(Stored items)
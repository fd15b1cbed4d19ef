// SPDX-FileCopyrightText: 2026 The sylva authors
// SPDX-License-Identifier: EUPL-1.2 OR MIT

//! High-level archive operations: hashing, streaming, writing archive
//! files, and extraction.

use std::io;
use std::path::{Path, PathBuf};

use thiserror::Error;
use tokio::io::{AsyncBufReadExt as _, AsyncWriteExt as _};

use sylva_utils_hash::{Algorithm, HashBundle, HashSink};

use crate::archive::{
    FILE_CHUNK_SIZE, NarByteStream, NarDumpError, NarParseError, NarRestorer, NarWriteError, dump,
    parse_nar,
};

#[derive(Error, Debug)]
pub enum NarError {
    #[error("path not found: {}", .0.display())]
    PathNotFound(PathBuf),

    #[error(transparent)]
    Dump(#[from] NarDumpError),

    #[error(transparent)]
    Parse(#[from] NarParseError),

    #[error(transparent)]
    Restore(#[from] NarWriteError),

    #[error("{context}: {source}")]
    Io {
        context: String,
        #[source]
        source: io::Error,
    },
}

/// SRI-rendered SHA-256 of the canonical archive of `path`, the usual
/// "hash of a path".
pub async fn hash_path(path: impl AsRef<Path>) -> Result<String, NarError> {
    Ok(compute_hashes(path, Algorithm::SHA256).await?.sri)
}

/// Digest of the canonical archive of `path`, rendered in every supported
/// encoding.
pub async fn compute_hashes(
    path: impl AsRef<Path>,
    algorithm: Algorithm,
) -> Result<HashBundle, NarError> {
    let mut sink = HashSink::new(algorithm);
    dump(path, &mut sink).await?;
    let (_size, hash) = sink.finish();
    Ok(hash.bundle())
}

/// The canonical archive of `path` as a chunked byte stream.
pub fn stream(path: impl Into<PathBuf>) -> NarByteStream {
    NarByteStream::new(path.into())
}

/// Archives `path` into the file at `destination`, atomically.
///
/// Bytes stream into a temporary file in the destination directory which
/// is renamed into place only once the archive is complete; on any failure
/// the temporary file is removed and the destination is untouched.
pub async fn write_to_file(
    path: impl AsRef<Path>,
    destination: impl AsRef<Path>,
) -> Result<(), NarError> {
    let destination = destination.as_ref();
    let dir = destination
        .parent()
        .filter(|p| !p.as_os_str().is_empty())
        .unwrap_or(Path::new("."));
    let (file, temp_path) = tempfile::NamedTempFile::new_in(dir)
        .map_err(|source| NarError::Io {
            context: format!("creating temporary file in {}", dir.display()),
            source,
        })?
        .into_parts();

    // Any failure from here on drops `temp_path`, unlinking the temporary.
    let mut writer = tokio::fs::File::from_std(file);
    dump(path, &mut writer).await?;
    writer.sync_all().await.map_err(|source| NarError::Io {
        context: format!("syncing {}", temp_path.display()),
        source,
    })?;
    drop(writer);

    temp_path
        .persist(destination)
        .map_err(|err| NarError::Io {
            context: format!("renaming into {}", destination.display()),
            source: err.error,
        })?;
    Ok(())
}

/// Streams the canonical archive of `path` to standard output.
pub async fn write_stdout(path: impl AsRef<Path>) -> Result<(), NarError> {
    let mut stdout = tokio::io::stdout();
    dump(path, &mut stdout).await?;
    stdout.flush().await.map_err(|source| NarError::Io {
        context: "flushing stdout".into(),
        source,
    })?;
    Ok(())
}

/// Extracts the archive file at `archive` into `destination`.
///
/// Fails on the first invalid byte or filesystem error; a partially
/// materialized tree is left in place for the caller to clean up.
pub async fn extract(
    archive: impl AsRef<Path>,
    destination: impl AsRef<Path>,
) -> Result<(), NarError> {
    let archive = archive.as_ref();
    let file = tokio::fs::File::open(archive).await.map_err(|source| {
        if source.kind() == io::ErrorKind::NotFound {
            NarError::PathNotFound(archive.to_owned())
        } else {
            NarError::Io {
                context: format!("opening {}", archive.display()),
                source,
            }
        }
    })?;
    let mut reader = tokio::io::BufReader::with_capacity(FILE_CHUNK_SIZE, file);

    let mut restorer = NarRestorer::new(destination.as_ref());
    parse_nar(&mut reader, &mut restorer).await?;

    let trailing = reader.fill_buf().await.map_err(|source| NarError::Io {
        context: format!("reading {}", archive.display()),
        source,
    })?;
    if !trailing.is_empty() {
        return Err(NarParseError::TrailingData.into());
    }
    Ok(())
}

#[cfg(test)]
mod unittests {
    use tempfile::TempDir;

    use super::*;
    use crate::archive::dump;
    use crate::test::fixture_tree;

    #[tokio::test]
    async fn hash_path_known_answer() {
        let dir = TempDir::new().unwrap();
        let file = dir.path().join("hello");
        std::fs::write(&file, b"Hello World!\n").unwrap();
        assert_eq!(
            hash_path(&file).await.unwrap(),
            "sha256-O10uvOJfh8DTewsEX93TDfkI6iCt6ohRNx8wITd0Lq8="
        );
    }

    #[tokio::test]
    async fn compute_hashes_bundles_every_encoding() {
        let dir = TempDir::new().unwrap();
        let root = fixture_tree(dir.path());
        let bundle = compute_hashes(&root, Algorithm::SHA256).await.unwrap();
        assert_eq!(
            bundle.hex,
            "7850955cdd86892963dfabc0b0364dfa14d334ec65f053b144bcb6eb7de8e9a5"
        );
        assert_eq!(
            bundle.sri,
            "sha256-eFCVXN2GiSlj36vAsDZN+hTTNOxl8FOxRLy2633o6aU="
        );
        assert_eq!(
            bundle.nix32,
            "19g9x1yypdmw8jqm7w35xhsd657s9lvb1h5bvxijk2c6vmf9al3q"
        );
        assert_eq!(bundle.hash.algorithm(), Algorithm::SHA256);
    }

    #[tokio::test]
    async fn compute_hashes_sha1() {
        let dir = TempDir::new().unwrap();
        let file = dir.path().join("f");
        std::fs::write(&file, b"abc").unwrap();
        let bundle = compute_hashes(&file, Algorithm::SHA1).await.unwrap();
        assert_eq!(bundle.hash.algorithm(), Algorithm::SHA1);
        assert_eq!(bundle.hex.len(), 40);
    }

    #[tokio::test]
    async fn write_then_extract_round_trips() {
        let dir = TempDir::new().unwrap();
        let root = fixture_tree(dir.path());
        // Deepen the fixture: a third level and an empty directory.
        std::fs::create_dir_all(root.join("ab").join("deep").join("empty")).unwrap();
        std::fs::write(root.join("ab").join("deep").join("f"), b"leaf").unwrap();
        let archive = dir.path().join("tree.nar");
        write_to_file(&root, &archive).await.unwrap();

        let restored = dir.path().join("restored");
        extract(&archive, &restored).await.unwrap();

        assert_eq!(
            hash_path(&root).await.unwrap(),
            hash_path(&restored).await.unwrap()
        );
    }

    #[tokio::test]
    async fn write_leaves_only_the_destination_behind() {
        let source = TempDir::new().unwrap();
        let root = fixture_tree(source.path());
        let out = TempDir::new().unwrap();
        let archive = out.path().join("tree.nar");
        write_to_file(&root, &archive).await.unwrap();

        let names: Vec<_> = std::fs::read_dir(out.path())
            .unwrap()
            .map(|e| e.unwrap().file_name())
            .collect();
        assert_eq!(names, vec![std::ffi::OsString::from("tree.nar")]);

        let mut expected = Vec::new();
        dump(&root, &mut expected).await.unwrap();
        assert_eq!(std::fs::read(&archive).unwrap(), expected);
    }

    #[tokio::test]
    async fn failed_write_leaves_no_artifacts() {
        let out = TempDir::new().unwrap();
        let archive = out.path().join("tree.nar");
        let err = write_to_file(out.path().join("missing"), &archive).await;
        assert!(err.is_err());
        assert_eq!(std::fs::read_dir(out.path()).unwrap().count(), 0);
    }

    #[tokio::test]
    async fn extract_rejects_trailing_bytes() {
        let dir = TempDir::new().unwrap();
        let file = dir.path().join("f");
        std::fs::write(&file, b"body").unwrap();
        let archive = dir.path().join("f.nar");
        write_to_file(&file, &archive).await.unwrap();

        let mut bytes = std::fs::read(&archive).unwrap();
        bytes.push(0);
        std::fs::write(&archive, &bytes).unwrap();

        let err = extract(&archive, dir.path().join("out")).await.unwrap_err();
        assert!(matches!(
            err,
            NarError::Parse(NarParseError::TrailingData)
        ));
    }

    #[tokio::test]
    async fn extract_missing_archive_is_path_not_found() {
        let dir = TempDir::new().unwrap();
        let err = extract(dir.path().join("nope.nar"), dir.path().join("out"))
            .await
            .unwrap_err();
        assert!(matches!(err, NarError::PathNotFound(_)));
    }
}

- Exercise objective
From the data above, show each line that contains "tempfile".

- Task solution
    let (file, temp_path) = tempfile::NamedTempFile::new_in(dir)
    use tempfile::TempDir;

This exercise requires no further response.